The DOJ and FTC have fought over deals that fall into a gray area and others that are more clear-cut, it is understood. It isn’t clear whether either the DOJ or FTC has succeeded in gaining a foothold to investigate mergers in an industry traditionally reviewed by the other one.
Even so, conflicts for a variety of mergers have at times extended so late into the initial waiting period that the FTC or DOJ doesn’t have enough time left to review it before the waiting period expiration, after which the deal would be automatically approved. As a result, staff asks the companies to pull and refile merger paperwork to kick off a new waiting period.
As recently as last week, a company was forced to pull and refile paperwork due to such a conflict, it is understood.
In many cases, companies that don’t believe their deals raise problems file paperwork and don’t hear from either agency for weeks. As a result, they expect their deals to be cleared.
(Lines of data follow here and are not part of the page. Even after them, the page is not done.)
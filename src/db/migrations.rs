//! Database lifecycle, self-healing open, and schema migrations.

use crate::error::StoreError;
use crate::{Error, Result};
use sqlx::SqliteConnection;
use sqlx::sqlite::SqlitePool;
use std::path::Path;
use tracing::{info, warn};

use super::Database;

impl Database {
    /// Open the record store at `path`
    ///
    /// Creates the database file if it doesn't exist and runs migrations.
    /// An unreadable or corrupt database does not abort startup: the damaged
    /// file is moved aside and a fresh empty store is created in its place,
    /// favoring availability over refusing to start.
    pub async fn open(path: &Path) -> Result<Self> {
        // Create parent directory if it doesn't exist
        if let Some(parent) = path.parent()
            && !parent.as_os_str().is_empty()
        {
            tokio::fs::create_dir_all(parent).await.map_err(|e| {
                Error::Store(StoreError::ConnectionFailed(format!(
                    "failed to create database directory: {}",
                    e
                )))
            })?;
        }

        match Self::connect_and_migrate(path).await {
            Ok(db) => Ok(db),
            Err(e) => {
                warn!(
                    path = %path.display(),
                    error = %e,
                    "Persisted state unreadable, moving it aside and starting empty"
                );
                Self::quarantine_damaged_files(path).await;
                Self::connect_and_migrate(path).await
            }
        }
    }

    /// Connect with WAL mode and foreign keys, then run migrations
    async fn connect_and_migrate(path: &Path) -> Result<Self> {
        use sqlx::sqlite::{SqliteConnectOptions, SqliteJournalMode};
        use std::str::FromStr;

        let options = SqliteConnectOptions::from_str(&format!("sqlite:{}", path.display()))
            .map_err(|e| {
                Error::Store(StoreError::ConnectionFailed(format!(
                    "failed to parse database path: {}",
                    e
                )))
            })?
            .create_if_missing(true)
            .foreign_keys(true)
            .journal_mode(SqliteJournalMode::Wal);

        let pool = SqlitePool::connect_with(options).await.map_err(|e| {
            Error::Store(StoreError::ConnectionFailed(format!(
                "failed to connect to database: {}",
                e
            )))
        })?;

        let db = Self { pool };
        db.run_migrations().await?;
        Ok(db)
    }

    /// Move a damaged database (and its WAL sidecar files) out of the way
    async fn quarantine_damaged_files(path: &Path) {
        let quarantined = path.with_extension("corrupt");
        if tokio::fs::rename(path, &quarantined).await.is_ok() {
            info!(
                from = %path.display(),
                to = %quarantined.display(),
                "Quarantined damaged database file"
            );
        } else {
            let _ = tokio::fs::remove_file(path).await;
        }
        for suffix in ["-wal", "-shm"] {
            let mut sidecar = path.as_os_str().to_owned();
            sidecar.push(suffix);
            let _ = tokio::fs::remove_file(Path::new(&sidecar)).await;
        }
    }

    /// Run database migrations
    async fn run_migrations(&self) -> Result<()> {
        let mut conn = self.pool.acquire().await.map_err(|e| {
            Error::Store(StoreError::ConnectionFailed(format!(
                "failed to acquire connection: {}",
                e
            )))
        })?;

        // Create schema version table
        sqlx::query(
            r#"
            CREATE TABLE IF NOT EXISTS schema_version (
                version INTEGER PRIMARY KEY,
                applied_at INTEGER NOT NULL
            )
            "#,
        )
        .execute(&mut *conn)
        .await
        .map_err(|e| {
            Error::Store(StoreError::MigrationFailed(format!(
                "failed to create schema_version table: {}",
                e
            )))
        })?;

        // Check current version
        let current_version: Option<i64> =
            sqlx::query_scalar("SELECT MAX(version) FROM schema_version")
                .fetch_optional(&mut *conn)
                .await
                .map_err(|e| {
                    Error::Store(StoreError::QueryFailed(format!(
                        "failed to query schema version: {}",
                        e
                    )))
                })?;

        let current_version = current_version.unwrap_or(0);

        if current_version < 1 {
            Self::migrate_v1(&mut conn).await?;
        }

        Ok(())
    }

    /// Migration v1: Create initial schema
    async fn migrate_v1(conn: &mut SqliteConnection) -> Result<()> {
        tracing::info!("Applying database migration v1");

        // Wrap migration in a transaction so partial failures don't leave the DB in a broken state
        sqlx::query("BEGIN")
            .execute(&mut *conn)
            .await
            .map_err(|e| {
                Error::Store(StoreError::MigrationFailed(format!(
                    "failed to begin transaction: {}",
                    e
                )))
            })?;

        let result = async {
            Self::create_records_schema(conn).await?;
            Self::create_runtime_state_table(conn).await?;
            Self::record_migration(conn, 1).await?;
            Ok::<(), Error>(())
        }
        .await;

        match result {
            Ok(()) => {
                sqlx::query("COMMIT")
                    .execute(&mut *conn)
                    .await
                    .map_err(|e| {
                        Error::Store(StoreError::MigrationFailed(format!(
                            "failed to commit migration v1: {}",
                            e
                        )))
                    })?;
            }
            Err(e) => {
                let _ = sqlx::query("ROLLBACK").execute(&mut *conn).await;
                return Err(e);
            }
        }

        tracing::info!("Database migration v1 complete");
        Ok(())
    }

    /// Create records table and its indexes
    async fn create_records_schema(conn: &mut SqliteConnection) -> Result<()> {
        sqlx::query(
            r#"
            CREATE TABLE records (
                id INTEGER PRIMARY KEY AUTOINCREMENT,
                source_url TEXT NOT NULL,
                filename TEXT NOT NULL,
                local_path TEXT,
                size_bytes INTEGER,
                digest TEXT,
                content_kind TEXT,
                status INTEGER NOT NULL DEFAULT 0,
                retry_count INTEGER NOT NULL DEFAULT 0,
                error_message TEXT,
                created_at INTEGER NOT NULL,
                updated_at INTEGER NOT NULL,
                completed_at INTEGER,
                metadata TEXT
            )
            "#,
        )
        .execute(&mut *conn)
        .await
        .map_err(|e| {
            Error::Store(StoreError::MigrationFailed(format!(
                "failed to create records table: {}",
                e
            )))
        })?;

        for index_sql in [
            "CREATE INDEX idx_records_source_url ON records(source_url)",
            "CREATE INDEX idx_records_digest ON records(digest)",
            "CREATE INDEX idx_records_status ON records(status)",
        ] {
            sqlx::query(index_sql).execute(&mut *conn).await.map_err(|e| {
                Error::Store(StoreError::MigrationFailed(format!(
                    "failed to create records index: {}",
                    e
                )))
            })?;
        }

        Ok(())
    }

    /// Create runtime_state key/value table
    async fn create_runtime_state_table(conn: &mut SqliteConnection) -> Result<()> {
        sqlx::query(
            r#"
            CREATE TABLE runtime_state (
                key TEXT PRIMARY KEY,
                value TEXT NOT NULL,
                updated_at INTEGER NOT NULL
            )
            "#,
        )
        .execute(&mut *conn)
        .await
        .map_err(|e| {
            Error::Store(StoreError::MigrationFailed(format!(
                "failed to create runtime_state table: {}",
                e
            )))
        })?;

        Ok(())
    }

    /// Record an applied migration in schema_version
    async fn record_migration(conn: &mut SqliteConnection, version: i64) -> Result<()> {
        let now = chrono::Utc::now().timestamp();
        sqlx::query("INSERT INTO schema_version (version, applied_at) VALUES (?, ?)")
            .bind(version)
            .bind(now)
            .execute(&mut *conn)
            .await
            .map_err(|e| {
                Error::Store(StoreError::MigrationFailed(format!(
                    "failed to record migration v{}: {}",
                    version, e
                )))
            })?;

        Ok(())
    }

    /// Close the connection pool, flushing outstanding writes
    pub async fn close(&self) {
        self.pool.close().await;
    }
}
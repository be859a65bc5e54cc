//! Where users and session requests come from.

use std::collections::HashSet;
use std::path::{Path, PathBuf};

use serde::{Deserialize, Serialize};
use tracing::{info, warn};

use crate::error::{TutorCalError, TutorCalResult};
use crate::session::{Role, SessionRequest, User};

/// Read access to users and session requests.
pub trait SessionStore {
    fn users(&self) -> TutorCalResult<Vec<User>>;

    fn sessions(&self) -> TutorCalResult<Vec<SessionRequest>>;

    fn user(&self, username: &str) -> TutorCalResult<User> {
        self.users()?
            .into_iter()
            .find(|u| u.username == username)
            .ok_or_else(|| TutorCalError::NotFound(format!("user '{username}'")))
    }

    fn session(&self, id: &str) -> TutorCalResult<SessionRequest> {
        self.sessions()?
            .into_iter()
            .find(|s| s.id == id)
            .ok_or_else(|| TutorCalError::NotFound(format!("session '{id}'")))
    }

    /// Approved sessions `viewer` may see.
    ///
    /// Students see their own requests, tutors the requests matched to them,
    /// admins every approved request. `selected` narrows the result to
    /// sessions where that user is the student or the tutor.
    fn visible_sessions(
        &self,
        viewer: &User,
        selected: Option<&User>,
    ) -> TutorCalResult<Vec<SessionRequest>> {
        let sessions = self
            .sessions()?
            .into_iter()
            .filter(SessionRequest::is_approved)
            .filter(|s| match viewer.role {
                Role::Student => s.student == viewer.username,
                Role::Tutor => s.tutor.as_deref() == Some(viewer.username.as_str()),
                Role::Admin => true,
            })
            .filter(|s| {
                selected.is_none_or(|user| {
                    s.student == user.username || s.tutor.as_deref() == Some(user.username.as_str())
                })
            })
            .collect();

        Ok(sessions)
    }
}

/// Contents of a sessions file.
#[derive(Debug, Default, Serialize, Deserialize)]
struct StoreFile {
    #[serde(default)]
    users: Vec<User>,
    #[serde(default)]
    sessions: Vec<SessionRequest>,
}

/// Session store backed by a TOML file with `[[users]]` and `[[sessions]]`
/// tables.
#[derive(Debug)]
pub struct TomlStore {
    path: Option<PathBuf>,
    data: StoreFile,
}

impl TomlStore {
    /// Load a sessions file. A missing file is an empty store.
    pub fn load(path: &Path) -> TutorCalResult<Self> {
        if !path.exists() {
            warn!(path = %path.display(), "sessions file not found, starting empty");
            return Ok(TomlStore {
                path: Some(path.to_path_buf()),
                data: StoreFile::default(),
            });
        }

        let content = std::fs::read_to_string(path)?;
        let mut store = Self::from_toml_str(&content)?;
        store.path = Some(path.to_path_buf());

        info!(
            path = %path.display(),
            users = store.data.users.len(),
            sessions = store.data.sessions.len(),
            "loaded sessions file"
        );

        Ok(store)
    }

    pub fn from_toml_str(content: &str) -> TutorCalResult<Self> {
        let mut data: StoreFile =
            toml::from_str(content).map_err(|e| TutorCalError::Store(e.to_string()))?;
        validate(&data)?;

        for session in &mut data.sessions {
            if session.backfill_weekdays() {
                info!(session = %session.id, "approved without weekdays, booked every weekday");
            }
        }

        Ok(TomlStore { path: None, data })
    }

    /// Path the store was loaded from, if any.
    pub fn path(&self) -> Option<&Path> {
        self.path.as_deref()
    }
}

impl SessionStore for TomlStore {
    fn users(&self) -> TutorCalResult<Vec<User>> {
        Ok(self.data.users.clone())
    }

    fn sessions(&self) -> TutorCalResult<Vec<SessionRequest>> {
        Ok(self.data.sessions.clone())
    }
}

fn validate(data: &StoreFile) -> TutorCalResult<()> {
    let mut usernames = HashSet::new();
    for user in &data.users {
        if !usernames.insert(user.username.as_str()) {
            return Err(TutorCalError::Store(format!(
                "duplicate user '{}'",
                user.username
            )));
        }
    }

    let mut ids = HashSet::new();
    for session in &data.sessions {
        if !ids.insert(session.id.as_str()) {
            return Err(TutorCalError::Store(format!("duplicate session id '{}'", session.id)));
        }

        session
            .validate()
            .map_err(|e| TutorCalError::Store(format!("session '{}': {e}", session.id)))?;

        if !usernames.contains(session.student.as_str()) {
            warn!(session = %session.id, student = %session.student, "session refers to unknown student");
        }
    }

    Ok(())
}
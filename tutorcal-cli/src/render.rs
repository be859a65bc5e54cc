//! Terminal rendering for tutorcal types.
//!
//! Extension traits that add colored output to tutorcal-core types using
//! owo_colors.

use owo_colors::OwoColorize;
use tutorcal_core::{AcademicYear, AnnotatedSession, CalendarContext, HighlightSet, WeekdaySet};

/// Extension trait for TUI rendering with colors.
pub trait Render {
    fn render(&self) -> String;
}

const WEEKDAY_HEADER: &str = "Mo Tu We Th Fr Sa Su";

impl Render for CalendarContext {
    fn render(&self) -> String {
        let title = format!("{} {}", self.month_name, self.year);
        let mut lines = vec![
            format!("{:^20}", title).bold().to_string(),
            WEEKDAY_HEADER.dimmed().to_string(),
        ];

        for week in &self.month_grid {
            let cells: Vec<String> = week
                .iter()
                .map(|&day| match day {
                    0 => "  ".to_string(),
                    d if self.is_highlighted(d) => format!("{d:>2}").green().bold().to_string(),
                    d => format!("{d:>2}"),
                })
                .collect();
            lines.push(cells.join(" "));
        }

        lines.push(String::new());

        if self.sessions.is_empty() {
            lines.push("No sessions".dimmed().to_string());
        } else {
            lines.extend(self.sessions.iter().map(Render::render));
        }

        lines.join("\n")
    }
}

impl Render for AnnotatedSession {
    fn render(&self) -> String {
        let session = &self.session;
        let tutor = session.tutor.as_deref().unwrap_or("(no tutor)");
        let cadence = format!(
            "({}, {}, {})",
            session.frequency,
            render_weekdays(&session.weekdays),
            session.proficiency
        );

        format!(
            "📚 {} {} {} {}\n   {}",
            session.subject.bold(),
            session.student,
            format!("with {tutor}").dimmed(),
            cadence.dimmed(),
            render_days(&self.days)
        )
    }
}

impl Render for AcademicYear {
    fn render(&self) -> String {
        let mut lines = vec![format!("🎓 Academic year {}", self).bold().to_string()];

        for term in &self.terms {
            lines.push(format!(
                "   {:<7} {} → {}",
                term.kind.to_string(),
                term.start.format("%a %-d %b %Y"),
                term.end.format("%a %-d %b %Y")
            ));
        }

        lines.join("\n")
    }
}

fn render_weekdays(weekdays: &WeekdaySet) -> String {
    if weekdays.is_empty() {
        return "no days".to_string();
    }
    weekdays.iter().map(|d| d.name()).collect::<Vec<_>>().join(" & ")
}

fn render_days(days: &HighlightSet) -> String {
    if days.is_empty() {
        return "No sessions this month".dimmed().to_string();
    }
    days.iter()
        .map(|d| d.to_string())
        .collect::<Vec<_>>()
        .join(", ")
        .green()
        .to_string()
}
Instead, they get a call just before the waiting period has expired with a pull-and-refile request. If they don’t agree, they are threatened with a more in-depth review — a so-called 'second request.' And because staff has had little time to try to identify potential issues, such requests for more information would tend to be expansive and cover companies' full product portfolios, rather than narrowly focusing on problem areas.
Complying is expensive, and companies have little choice but to pull and refile when the agencies ask them to do so.
In at least one of the early cannabis industry deals, the process for deciding which agency would review it was lengthy, MLex has learned. But the cannabis deals involved a new and dynamic industry and both agencies had a potential basis for a claim given that the DOJ traditionally handles agriculture mergers while the FTC reviews retail transactions.
The DOJ has ultimately investigated the cannabis deals and routinely issued second requests for more information on the transactions.
The pharma disputes are different in that the FTC’s expertise in the area has long been well-established. It isn’t clear that any of the major pending pharma deals — Bristol-Myers Squibb-Celgene, AbbVie-Allergan and Roche-Spark — were caught up in squabbles. Each of those transactions is under review at the FTC.
AbbVie pulled and refiled the Allergan merger paperwork, but MLex has reported the tactic was used to narrow the issues rather than because of a clearance dispute.
But in one pharma transaction, a fight between the FTC and DOJ lasted long enough that the companies were forced to pull and refile their merger paperwork, it is understood. Eventually the FTC reviewed the deal and quickly granted early clearance during the second waiting period.
Both agencies declined to comment on the fights.
MLex also reported last fall that battles for deals was dragging out merger reviews and in some cases forcing companies to pull and refile their antitrust paperwork.
Weeks later, FTC Chairman Joe Simons and DOJ antitrust chief Makan Delrahim said they were cooperating to create a new process that would expedite decisions within the initial merger waiting period.
But in January, several antitrust attorneys publicly confirmed that many pull-and-refiles were the result of clearance disputes between the agencies, including in at least one retail deal that would be expected to fall into the FTC’s expertise.
Fights over which agency will handle an antitrust investigation also occur outside the merger context.
The DOJ and FTC earlier this year agreed to split up probes into the Big Tech companies. But some in the FTC feel the DOJ has reneged on the agreement after it announced in July that it was undertaking a broad antitrust inquiry into online markets.
Last month during questioning at a US Senate oversight hearing, Simons and Delrahim acknowledged that the process for deciding which agency will handle investigations has broken down.
“I cannot deny that Mr. Simons' and my time is wasted on these kind of squabbles,” Delrahim said.